И я начал их опять надевать потихонечку, на праздники, на мероприятия с ребятами своими из подростково-спортивного клуба «Легион». Ни одного знака отличия (будь то орден, медаль, почётный знак) просто так не дают. Поэтому мне своё имя дорого.

Я ведь и в «Зелёный патруль» смешно попал. Сейчас я президент федерации спортивного пейнтбола, которую создал в Саратове, как и клуб «Легион».

У меня было пейнтбольное оборудование. Денег это не приносило, но мы с утра до ночи занимались с ребятами. И мой друг, тогда председатель комитета образования города, как-то говорит: «Тебе не надоело? Ты хоть кусок хлеба домой принеси. Вот есть помещение. Ставка педагога (тогда 400 рублей). Работай». Я обрадовался, для меня самым главным было помещение, остальное не интересовало.

— А жену?

— И на тот момент, и сейчас мою жену не интересуют деньги. Нам нравится, что вокруг нас крутится жизнь. И ничего, хорошо живём.

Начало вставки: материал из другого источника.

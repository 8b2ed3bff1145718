use std::path::Path;
use std::sync::Arc;

use log::{error, info};
use ort::session::Session;

use super::class_index::ClassIndex;
use super::error::ClassifierError;
use super::onnx::OnnxImageClassifier;
use super::preprocess::PreprocessConfig;
use crate::runtime::{create_session_builder, RuntimeConfig};

/// A builder for constructing an [`OnnxImageClassifier`] with a fluent interface.
#[derive(Default, Debug)]
pub struct OnnxImageClassifierBuilder {
    model_path: Option<String>,
    session: Option<Session>,
    class_index: Option<ClassIndex>,
    preprocess: PreprocessConfig,
    runtime_config: RuntimeConfig,
}

impl OnnxImageClassifierBuilder {
    /// Creates a new empty builder with default configuration
    pub fn new() -> Self {
        Self::default()
    }

    /// Sets the runtime configuration for ONNX model execution.
    ///
    /// Must be called before [`with_model`](Self::with_model), which creates the session.
    pub fn with_runtime_config(mut self, config: RuntimeConfig) -> Self {
        self.runtime_config = config;
        self
    }

    /// Sets the class index describing the model's output columns.
    /// Defaults to `[incendios, normal]`.
    pub fn with_class_index(mut self, class_index: ClassIndex) -> Self {
        self.class_index = Some(class_index);
        self
    }

    /// Sets how image files are turned into input tensors.
    pub fn with_preprocess(mut self, preprocess: PreprocessConfig) -> Self {
        self.preprocess = preprocess;
        self
    }

    /// Loads the ONNX model at `model_path`.
    ///
    /// # Returns
    /// * `Result<Self, ClassifierError>` - The builder instance if successful, or an error if:
    ///   - The path is empty
    ///   - A model is already set
    ///   - The file doesn't exist
    ///   - The model failed to load
    ///   - The model structure is invalid
    ///
    /// # Example
    /// ```no_run
    /// use firewatch::OnnxImageClassifierBuilder;
    ///
    /// let builder = OnnxImageClassifierBuilder::new()
    ///     .with_model("incidentes.onnx");
    /// ```
    pub fn with_model(mut self, model_path: impl AsRef<Path>) -> Result<Self, ClassifierError> {
        let model_path = model_path.as_ref();
        if model_path.as_os_str().is_empty() {
            return Err(ClassifierError::BuildError("Model path cannot be empty".to_string()));
        }
        if self.model_path.is_some() {
            return Err(ClassifierError::BuildError("Model path already set".to_string()));
        }
        if !model_path.exists() {
            return Err(ClassifierError::BuildError(format!(
                "Model file not found: {}",
                model_path.display()
            )));
        }

        // Create session using the singleton environment
        let session = create_session_builder(&self.runtime_config)?
            .commit_from_file(model_path)
            .map_err(|e| {
                error!("Failed to load model {}: {}", model_path.display(), e);
                ClassifierError::ModelError(format!("Failed to load model: {}", e))
            })?;

        Self::validate_model(&session)?;
        info!("Model structure validated successfully");

        self.model_path = Some(model_path.to_string_lossy().to_string());
        self.session = Some(session);
        Ok(self)
    }

    /// Builds and returns the final classifier
    ///
    /// # Returns
    /// * `Result<OnnxImageClassifier, ClassifierError>` - The constructed classifier if successful, or an error if:
    ///   - No model has been loaded
    ///   - The preprocessing configuration is invalid
    pub fn build(mut self) -> Result<OnnxImageClassifier, ClassifierError> {
        self.preprocess.validate()?;

        let model_path = self.model_path.take()
            .ok_or_else(|| ClassifierError::BuildError("Model path must be set".to_string()))?;
        let session = self.session.take()
            .ok_or_else(|| ClassifierError::BuildError("No ONNX model loaded".into()))?;

        let input_name = session.inputs
            .first()
            .map(|input| input.name.clone())
            .ok_or_else(|| ClassifierError::ModelError("Model has no inputs".into()))?;

        let class_index = self.class_index.take().unwrap_or_default();
        info!(
            "Classifier ready: {} classes {:?}, input '{}' {:?}",
            class_index.len(),
            class_index.labels(),
            input_name,
            self.preprocess.input_shape()
        );

        Ok(OnnxImageClassifier {
            model_path,
            session: Arc::new(session),
            input_name,
            class_index: Arc::new(class_index),
            preprocess: self.preprocess,
        })
    }

    /// Validates that the model has the expected input/output structure
    ///
    /// # Returns
    /// * `Result<(), ClassifierError>` - Ok if validation passes, or an error if:
    ///   - The model doesn't have an image input tensor
    ///   - The model doesn't have any output tensors
    fn validate_model(session: &Session) -> Result<(), ClassifierError> {
        if session.inputs.is_empty() {
            return Err(ClassifierError::ModelError(
                "Model must have at least 1 input for the image batch".to_string()
            ));
        }

        if session.outputs.is_empty() {
            return Err(ClassifierError::ModelError(
                "Model must have at least 1 output for class scores".to_string()
            ));
        }

        Ok(())
    }
}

Ребята мои — призёры различных соревнований.

Так, вот о «Зелёном патруле»… Приходит как-то мой товарищ и говорит: «Тебе не надоело детям сопли вытирать?» «Нет», — говорю. Он передо мной положил устав «Зелёного патруля». Читаю. Мимо пропускаю должности руководителя движения, экономического, юридического отдела. Вижу — оперативный отдел.

«Во, — говорю, буду руководить оперативной работой, это по мне. Я служил в погранвойсках, это зелёные фуражки, мне зелёный цвет импонирует». Он в ответ: «Молодец, едем в Москву». Приехали в Москву, там почитали моё дело и сказали, что я тяну на руководителя.

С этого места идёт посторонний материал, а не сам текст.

use std::env;
use std::fs;
use std::io;
use std::path::{Path, PathBuf};
use std::sync::Arc;

use sha2::{Digest, Sha256};
use tokio::sync::Mutex;

use crate::config::CACHE_ENV;

#[derive(Debug, thiserror::Error)]
pub enum ModelError {
    #[error("Model not installed: {0}")]
    NotInstalled(String),
    #[error("Download error: {0}")]
    DownloadError(#[from] reqwest::Error),
    #[error("IO error: {0}")]
    IoError(#[from] io::Error),
    #[error("Model verification failed")]
    VerificationFailed,
    #[error("Hash mismatch for {name}: expected {expected}, got {actual}")]
    HashMismatch {
        name: String,
        expected: String,
        actual: String,
    },
}

/// Where to fetch a model from and the SHA-256 it must hash to.
#[derive(Debug, Clone, PartialEq, Eq)]
pub struct ModelSource {
    pub name: String,
    pub url: String,
    pub sha256: String,
}

impl ModelSource {
    pub fn new(name: impl Into<String>, url: impl Into<String>, sha256: impl Into<String>) -> Self {
        Self {
            name: name.into(),
            url: url.into(),
            sha256: sha256.into().to_lowercase(),
        }
    }
}

/// Keeps downloaded ONNX models in a cache directory, one folder per model.
#[derive(Clone)]
pub struct ModelStore {
    models_dir: PathBuf,
    download_lock: Arc<Mutex<()>>,
}

impl ModelStore {
    /// Creates a new ModelStore in the default models directory
    pub fn new_default() -> io::Result<Self> {
        Self::new(Self::default_models_dir())
    }

    /// Returns the default models directory path
    pub fn default_models_dir() -> PathBuf {
        // 1. Check environment variable
        if let Ok(path) = env::var(CACHE_ENV) {
            return PathBuf::from(path).join("models");
        }

        // 2. Use platform-specific cache directory
        if let Some(cache_dir) = dirs::cache_dir() {
            return cache_dir.join("firewatch").join("models");
        }

        // 3. Fallback to user's home directory
        if let Some(home_dir) = dirs::home_dir() {
            return home_dir.join(".cache").join("firewatch").join("models");
        }

        env::temp_dir().join("firewatch").join("models")
    }

    pub fn new<P: AsRef<Path>>(models_dir: P) -> io::Result<Self> {
        let models_dir = models_dir.as_ref().to_path_buf();
        fs::create_dir_all(&models_dir)?;
        Ok(Self {
            models_dir,
            download_lock: Arc::new(Mutex::new(())),
        })
    }

    pub fn models_dir(&self) -> &Path {
        &self.models_dir
    }

    pub fn model_path(&self, name: &str) -> PathBuf {
        self.models_dir.join(name).join("model.onnx")
    }

    pub fn is_installed(&self, name: &str) -> bool {
        let path = self.model_path(name);
        log::debug!("Model path: {:?} (exists: {})", path, path.exists());
        path.exists()
    }

    /// Path of an installed model, or `NotInstalled`.
    pub fn installed_path(&self, name: &str) -> Result<PathBuf, ModelError> {
        if self.is_installed(name) {
            Ok(self.model_path(name))
        } else {
            Err(ModelError::NotInstalled(name.to_string()))
        }
    }

    fn hash_bytes(bytes: &[u8]) -> String {
        let mut hasher = Sha256::new();
        hasher.update(bytes);
        format!("{:x}", hasher.finalize())
    }

    fn verify_file(&self, path: &Path, expected_hash: &str) -> Result<bool, ModelError> {
        let bytes = fs::read(path)?;
        let hash = Self::hash_bytes(&bytes);
        log::debug!("Verifying {:?}: {} bytes, hash {}, expected {}", path, bytes.len(), hash, expected_hash);
        Ok(hash == expected_hash)
    }

    /// Whether the installed copy of `source` exists and matches its hash.
    pub fn verify(&self, source: &ModelSource) -> Result<bool, ModelError> {
        let path = self.model_path(&source.name);
        if !path.exists() {
            log::info!("Model {} is not installed", source.name);
            return Ok(false);
        }
        let ok = self.verify_file(&path, &source.sha256)?;
        log::info!("Model {} hash verification: {}", source.name, ok);
        Ok(ok)
    }

    /// Downloads `source` into the store, checking its hash before and after
    /// writing. Concurrent installs through clones of one store are serialized.
    pub async fn install(&self, source: &ModelSource) -> Result<PathBuf, ModelError> {
        let _lock = self.download_lock.lock().await;
        let path = self.model_path(&source.name);

        if path.exists() && self.verify_file(&path, &source.sha256)? {
            log::info!("Existing model file verified successfully");
            return Ok(path);
        }

        match self.download_and_verify(source, &path).await {
            Ok(()) => {
                log::info!("Model {} ready at {:?}", source.name, path);
                Ok(path)
            }
            Err(e) => {
                log::error!("Failed to install model {}: {}", source.name, e);
                let _ = self.remove(&source.name);
                Err(e)
            }
        }
    }

    async fn download_and_verify(&self, source: &ModelSource, path: &Path) -> Result<(), ModelError> {
        log::info!("Downloading model {} from {} to {:?}", source.name, source.url, path);
        let response = reqwest::get(&source.url).await?.error_for_status()?;
        let bytes = response.bytes().await?;
        log::info!("Downloaded {} bytes", bytes.len());

        let hash = Self::hash_bytes(&bytes);
        if hash != source.sha256 {
            return Err(ModelError::HashMismatch {
                name: source.name.clone(),
                expected: source.sha256.clone(),
                actual: hash,
            });
        }

        if let Some(parent) = path.parent() {
            fs::create_dir_all(parent)?;
        }
        fs::write(path, &bytes)?;

        if !self.verify_file(path, &source.sha256)? {
            return Err(ModelError::VerificationFailed);
        }
        Ok(())
    }

    /// Installs `source` unless a verified copy is already present. A copy
    /// that fails verification is removed and downloaded again.
    pub async fn ensure_installed(&self, source: &ModelSource) -> Result<PathBuf, ModelError> {
        if self.is_installed(&source.name) && !self.verify(source)? {
            log::warn!("Model {} failed verification, re-downloading", source.name);
            self.remove(&source.name)?;
        }
        self.install(source).await
    }

    pub fn remove(&self, name: &str) -> Result<(), ModelError> {
        let path = self.model_path(name);
        if path.exists() {
            fs::remove_file(&path)?;
        }
        Ok(())
    }
}

#[cfg(test)]
mod tests {
    use super::*;

    fn store_with_model(contents: &[u8]) -> (tempfile::TempDir, ModelStore, ModelSource) {
        let dir = tempfile::tempdir().unwrap();
        let store = ModelStore::new(dir.path().join("models")).unwrap();
        let source = ModelSource::new("fire", "http://127.0.0.1:9/fire.onnx", ModelStore::hash_bytes(contents));
        let path = store.model_path("fire");
        fs::create_dir_all(path.parent().unwrap()).unwrap();
        fs::write(&path, contents).unwrap();
        (dir, store, source)
    }

    #[test]
    fn test_verify_detects_corruption() {
        let (_dir, store, source) = store_with_model(b"onnx bytes");
        assert!(store.verify(&source).unwrap());

        fs::write(store.model_path("fire"), "corrupted data").unwrap();
        assert!(!store.verify(&source).unwrap());
    }

    #[test]
    fn test_install_keeps_verified_copy() {
        let (_dir, store, source) = store_with_model(b"onnx bytes");
        // The URL is unreachable; a verified local copy must short-circuit the download.
        let path = tokio_test::block_on(store.install(&source)).unwrap();
        assert_eq!(path, store.model_path("fire"));
    }

    #[test]
    fn test_remove() {
        let (_dir, store, _source) = store_with_model(b"onnx bytes");
        assert!(store.is_installed("fire"));
        store.remove("fire").unwrap();
        assert!(!store.is_installed("fire"));
        assert!(matches!(store.installed_path("fire"), Err(ModelError::NotInstalled(_))));
    }

    #[test]
    fn test_default_models_dir() {
        env::set_var(CACHE_ENV, "/tmp/test-firewatch-cache");
        let path = ModelStore::default_models_dir();
        assert_eq!(path, PathBuf::from("/tmp/test-firewatch-cache/models"));
        env::remove_var(CACHE_ENV);

        let path = ModelStore::default_models_dir();
        assert!(path.to_str().unwrap().contains("firewatch"));
    }
}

— Игорь Владимирович, вы так упорно открещиваетесь от политики. Но посмотрите, сколько народу в Саратове за экологию борется: вы, Мальцев, партия «зелёных», ЛДПР, государственные органы, а с экологией всё хуже и хуже. Почему не создать одну мощную партию, которая бы, как в Германии, входила в правительство?

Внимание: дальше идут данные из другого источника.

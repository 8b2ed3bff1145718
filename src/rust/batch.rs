//! Directory-wide fire / not-fire counting.
//!
//! A [`BatchClassifier`] lists the regular files directly inside a directory,
//! scores each one with an [`ImageClassifier`], applies a [`DecisionRule`] to
//! the scores and accumulates the outcome in a [`Tally`].
//!
//! Files that cannot be classified (undecodable images, model failures) are
//! skipped: they are logged, collected in [`BatchReport::failures`] and
//! excluded from both counts. A bad file never aborts the batch.

use std::fs;
use std::io;
use std::path::{Path, PathBuf};
use log::{debug, info, warn};
use rayon::prelude::*;
use rayon::ThreadPoolBuilder;

use crate::classifier::{ClassIndex, ClassifierError, ImageClassifier, ScoreVector, FIRE_LABEL, NOT_FIRE_LABEL};

#[derive(Debug, thiserror::Error)]
pub enum BatchError {
    #[error("Directory not found: {0}")]
    DirectoryNotFound(PathBuf),
    #[error("Cannot list directory {path}: {source}")]
    NotReadable {
        path: PathBuf,
        #[source]
        source: io::Error,
    },
    #[error("Class '{0}' is not in the class index")]
    UnknownClass(String),
    #[error("Fire and not-fire classes must differ, both are '{0}'")]
    SameClass(String),
}

/// Outcome of the binary decision for one image.
#[derive(Debug, Clone, Copy, PartialEq, Eq, Hash)]
pub enum Category {
    Fire,
    NotFire,
}

/// Compares the fire score against the not-fire score.
///
/// Both labels are resolved against a [`ClassIndex`] once, up front, so a
/// misconfigured label fails before any file is read.
#[derive(Debug, Clone, Copy, PartialEq, Eq)]
pub struct DecisionRule {
    fire: usize,
    not_fire: usize,
    num_classes: usize,
}

impl DecisionRule {
    pub fn new(index: &ClassIndex, fire_label: &str, not_fire_label: &str) -> Result<Self, BatchError> {
        if fire_label == not_fire_label {
            return Err(BatchError::SameClass(fire_label.to_string()));
        }
        let fire = index
            .position(fire_label)
            .ok_or_else(|| BatchError::UnknownClass(fire_label.to_string()))?;
        let not_fire = index
            .position(not_fire_label)
            .ok_or_else(|| BatchError::UnknownClass(not_fire_label.to_string()))?;

        Ok(Self { fire, not_fire, num_classes: index.len() })
    }

    /// Rule over the standard `incendios` / `normal` labels.
    pub fn from_index(index: &ClassIndex) -> Result<Self, BatchError> {
        Self::new(index, FIRE_LABEL, NOT_FIRE_LABEL)
    }

    /// Fire only when the fire score is strictly greater. Ties and NaN scores
    /// count as not fire.
    pub fn decide(&self, scores: &ScoreVector) -> Result<Category, ClassifierError> {
        if scores.len() != self.num_classes {
            return Err(ClassifierError::PredictionError(format!(
                "Expected {} scores, got {}",
                self.num_classes,
                scores.len()
            )));
        }

        // Both positions are below num_classes, checked above.
        let fire = scores.get(self.fire).unwrap_or(f32::NAN);
        let not_fire = scores.get(self.not_fire).unwrap_or(f32::NAN);

        Ok(if fire > not_fire { Category::Fire } else { Category::NotFire })
    }
}

/// Running per-category counts for one batch.
#[derive(Debug, Default, Clone, Copy, PartialEq, Eq)]
pub struct Tally {
    pub fire: usize,
    pub not_fire: usize,
}

impl Tally {
    pub fn record(&mut self, category: Category) {
        match category {
            Category::Fire => self.fire += 1,
            Category::NotFire => self.not_fire += 1,
        }
    }

    pub fn merge(&mut self, other: Tally) {
        self.fire += other.fire;
        self.not_fire += other.not_fire;
    }

    /// Number of successfully classified files.
    pub fn total(&self) -> usize {
        self.fire + self.not_fire
    }
}

/// A file that was skipped, with the reason.
#[derive(Debug)]
pub struct FileFailure {
    pub path: PathBuf,
    pub error: ClassifierError,
}

#[derive(Debug, Default)]
pub struct BatchReport {
    pub tally: Tally,
    pub failures: Vec<FileFailure>,
}

impl BatchReport {
    pub fn merge(&mut self, other: BatchReport) {
        self.tally.merge(other.tally);
        self.failures.extend(other.failures);
    }

    /// Files looked at, classified or not.
    pub fn processed(&self) -> usize {
        self.tally.total() + self.failures.len()
    }
}

/// Lists the regular files directly inside `directory`, as absolute paths in
/// sorted order. Subdirectories are neither returned nor descended into;
/// symlinks count when they point at a regular file; dangling ones are
/// ignored.
pub fn list_files(directory: impl AsRef<Path>) -> Result<Vec<PathBuf>, BatchError> {
    let directory = directory.as_ref();
    let not_readable = |source| BatchError::NotReadable { path: directory.to_path_buf(), source };
    match fs::metadata(directory) {
        Ok(_) => {}
        Err(e) if e.kind() == io::ErrorKind::NotFound => {
            return Err(BatchError::DirectoryNotFound(directory.to_path_buf()));
        }
        Err(e) => return Err(not_readable(e)),
    }

    let root = fs::canonicalize(directory).map_err(not_readable)?;
    let mut files = Vec::new();
    for entry in fs::read_dir(&root).map_err(not_readable)? {
        let path = entry.map_err(not_readable)?.path();
        if path.is_file() {
            files.push(path);
        }
    }
    files.sort();
    Ok(files)
}

/// Counts fire and non-fire images with a borrowed or owned classifier.
pub struct BatchClassifier<C> {
    classifier: C,
    rule: DecisionRule,
}

impl<C: ImageClassifier> BatchClassifier<C> {
    pub fn new(classifier: C, rule: DecisionRule) -> Self {
        Self { classifier, rule }
    }

    /// Uses the `incendios` / `normal` labels of `index`.
    pub fn with_index(classifier: C, index: &ClassIndex) -> Result<Self, BatchError> {
        Ok(Self::new(classifier, DecisionRule::from_index(index)?))
    }

    pub fn rule(&self) -> &DecisionRule {
        &self.rule
    }

    /// Classifies a single file.
    pub fn classify_one(&self, path: &Path) -> Result<Category, ClassifierError> {
        let scores = self.classifier.classify(path)?;
        self.rule.decide(&scores)
    }

    /// Classifies every path in `files`, one at a time.
    pub fn classify_files<P: AsRef<Path>>(&self, files: &[P]) -> BatchReport {
        let mut report = BatchReport::default();
        for path in files {
            self.classify_into(&mut report, path.as_ref());
        }
        report
    }

    fn classify_into(&self, report: &mut BatchReport, path: &Path) {
        match self.classify_one(path) {
            Ok(category) => {
                debug!("{} -> {:?}", path.display(), category);
                report.tally.record(category);
            }
            Err(error) => {
                warn!("Skipping {}: {}", path.display(), error);
                report.failures.push(FileFailure { path: path.to_path_buf(), error });
            }
        }
    }

    /// Classifies every regular file directly inside `directory`.
    pub fn run(&self, directory: impl AsRef<Path>) -> Result<BatchReport, BatchError> {
        let files = list_files(&directory)?;
        info!("Classifying {} files in {}", files.len(), directory.as_ref().display());

        let report = self.classify_files(&files);
        log_summary(&report);
        Ok(report)
    }
}

impl<C: ImageClassifier + Sync> BatchClassifier<C> {
    /// Like [`run`](Self::run), but spreads the files over `workers` threads.
    ///
    /// Each worker keeps its own tally and the results are merged once every
    /// worker has finished, so the counts match a sequential run exactly.
    pub fn run_parallel(&self, directory: impl AsRef<Path>, workers: usize) -> Result<BatchReport, BatchError> {
        if workers <= 1 {
            return self.run(directory);
        }

        let files = list_files(&directory)?;
        info!(
            "Classifying {} files in {} with {} workers",
            files.len(),
            directory.as_ref().display(),
            workers
        );

        Ok(self.classify_listed(&files, workers))
    }

    /// Classifies files already returned by [`list_files`], with `workers`
    /// threads (`0` or `1` runs on the calling thread).
    pub fn classify_listed<P: AsRef<Path> + Sync>(&self, files: &[P], workers: usize) -> BatchReport {
        let report = if workers <= 1 {
            self.classify_files(files)
        } else {
            self.classify_files_parallel(files, workers)
        };
        log_summary(&report);
        report
    }

    /// Parallel counterpart of [`classify_files`](Self::classify_files).
    ///
    /// Files are classified on a dedicated pool of `workers` threads. Every
    /// rayon job folds into its own report and the reports are merged at the
    /// end, so the counts match a sequential run exactly.
    pub fn classify_files_parallel<P: AsRef<Path> + Sync>(&self, files: &[P], workers: usize) -> BatchReport {
        let pool = match ThreadPoolBuilder::new().num_threads(workers.max(1)).build() {
            Ok(pool) => pool,
            Err(e) => {
                warn!("Failed to start {} workers, classifying sequentially: {}", workers, e);
                return self.classify_files(files);
            }
        };

        let mut report = pool.install(|| {
            files
                .par_iter()
                .fold(BatchReport::default, |mut report, path| {
                    self.classify_into(&mut report, path.as_ref());
                    report
                })
                .reduce(BatchReport::default, |mut left, right| {
                    left.merge(right);
                    left
                })
        });
        report.failures.sort_by(|a, b| a.path.cmp(&b.path));
        report
    }
}

fn log_summary(report: &BatchReport) {
    info!(
        "Batch complete: {} fire, {} not fire, {} skipped",
        report.tally.fire,
        report.tally.not_fire,
        report.failures.len()
    );
}

#[cfg(test)]
mod tests {
    use super::*;

    fn scores(values: &[f32]) -> ScoreVector {
        ScoreVector::from(values.to_vec())
    }

    fn rule() -> DecisionRule {
        DecisionRule::from_index(&ClassIndex::default()).unwrap()
    }

    #[test]
    fn test_strictly_greater_is_fire() {
        assert_eq!(rule().decide(&scores(&[0.51, 0.49])).unwrap(), Category::Fire);
        assert_eq!(rule().decide(&scores(&[0.49, 0.51])).unwrap(), Category::NotFire);
    }

    #[test]
    fn test_tie_and_nan_are_not_fire() {
        assert_eq!(rule().decide(&scores(&[0.5, 0.5])).unwrap(), Category::NotFire);
        assert_eq!(rule().decide(&scores(&[f32::NAN, 0.1])).unwrap(), Category::NotFire);
    }

    #[test]
    fn test_wrong_length_is_prediction_error() {
        let result = rule().decide(&scores(&[0.9]));
        assert!(matches!(result, Err(ClassifierError::PredictionError(_))));
    }

    #[test]
    fn test_rule_respects_index_positions() {
        let index = ClassIndex::from_labels(["smoke", "normal", "incendios"]).unwrap();
        let rule = DecisionRule::from_index(&index).unwrap();
        assert_eq!(rule.decide(&scores(&[0.0, 0.2, 0.3])).unwrap(), Category::Fire);
        assert_eq!(rule.decide(&scores(&[0.9, 0.4, 0.3])).unwrap(), Category::NotFire);
    }

    #[test]
    fn test_rule_rejects_bad_labels() {
        let index = ClassIndex::default();
        assert!(matches!(
            DecisionRule::new(&index, "fuego", NOT_FIRE_LABEL),
            Err(BatchError::UnknownClass(label)) if label == "fuego"
        ));
        assert!(matches!(
            DecisionRule::new(&index, FIRE_LABEL, FIRE_LABEL),
            Err(BatchError::SameClass(_))
        ));
    }

    struct ByFirstChar;

    impl ImageClassifier for ByFirstChar {
        fn classify(&self, image: &Path) -> Result<ScoreVector, ClassifierError> {
            match image.to_string_lossy().chars().next() {
                Some('f') => Ok(scores(&[0.7, 0.3])),
                Some('x') => Err(ClassifierError::ImageDecodeError("unreadable".into())),
                _ => Ok(scores(&[0.2, 0.8])),
            }
        }
    }

    #[test]
    fn test_parallel_pool_matches_sequential() {
        let batch = BatchClassifier::with_index(ByFirstChar, &ClassIndex::default()).unwrap();
        let files = ["x2", "f1", "n1", "f2", "x1", "n2", "f3"];
        let sequential = batch.classify_files(&files[..]);

        for workers in [2, 3, 16] {
            let parallel = batch.classify_files_parallel(&files[..], workers);
            assert_eq!(parallel.tally, sequential.tally);
            let paths: Vec<_> = parallel.failures.iter().map(|f| f.path.clone()).collect();
            assert_eq!(paths, vec![PathBuf::from("x1"), PathBuf::from("x2")]);
        }
        assert_eq!(sequential.tally, Tally { fire: 3, not_fire: 2 });

        let empty: Vec<&str> = Vec::new();
        assert_eq!(batch.classify_listed(&empty[..], 4).processed(), 0);
    }

    #[test]
    fn test_tally_merge() {
        let mut a = Tally { fire: 2, not_fire: 1 };
        a.merge(Tally { fire: 1, not_fire: 4 });
        a.record(Category::Fire);
        assert_eq!(a, Tally { fire: 4, not_fire: 5 });
        assert_eq!(a.total(), 9);
    }
}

— Как-то один товарищ мне сказал: «Наступит время, когда политика сама придёт к тебе». И я больше всего боюсь этого. У нас многие во время предвыборных кампаний обещают золотые горы, а садятся в депутатские кресла и забывают о людях, которые их избирали. Я так не хочу. Я привык выполнять обещания.

А экологическая партия — это, значит, обязательно начнётся: а кто будет ею рулить, а чьи интересы лоббировать… Меня, честно говоря, от слова «партия» воротит. Как только начинается предвыборная гонка, нас начинают растаскивать в разные стороны.

Мы согласны помогать любой партии — правым, левым, единороссам, справороссам, «яблокам», фикусам… Но если это на самом деле будет дельное предложение по оздоровлению экологии Саратовской области. А чтобы нас, как зелёную тряпку, использовали для пиара, а потом выкидывали, — на это я не согласен.

— Вы верите в то, что ваше движение может представлять реальную силу?

— «Зелёный патруль» был создан по инициативе Владимира Путина. Региональные отделения возглавляют бывшие сотрудники комитета госбезопасности. И все — начиная с Москвы и заканчивая Магаданом — альтруисты, как вы говорите. Я в Саратов приехал с мандатом, подписанным Путиным. И здесь мы никому не подчиняемся. В этом наша сила.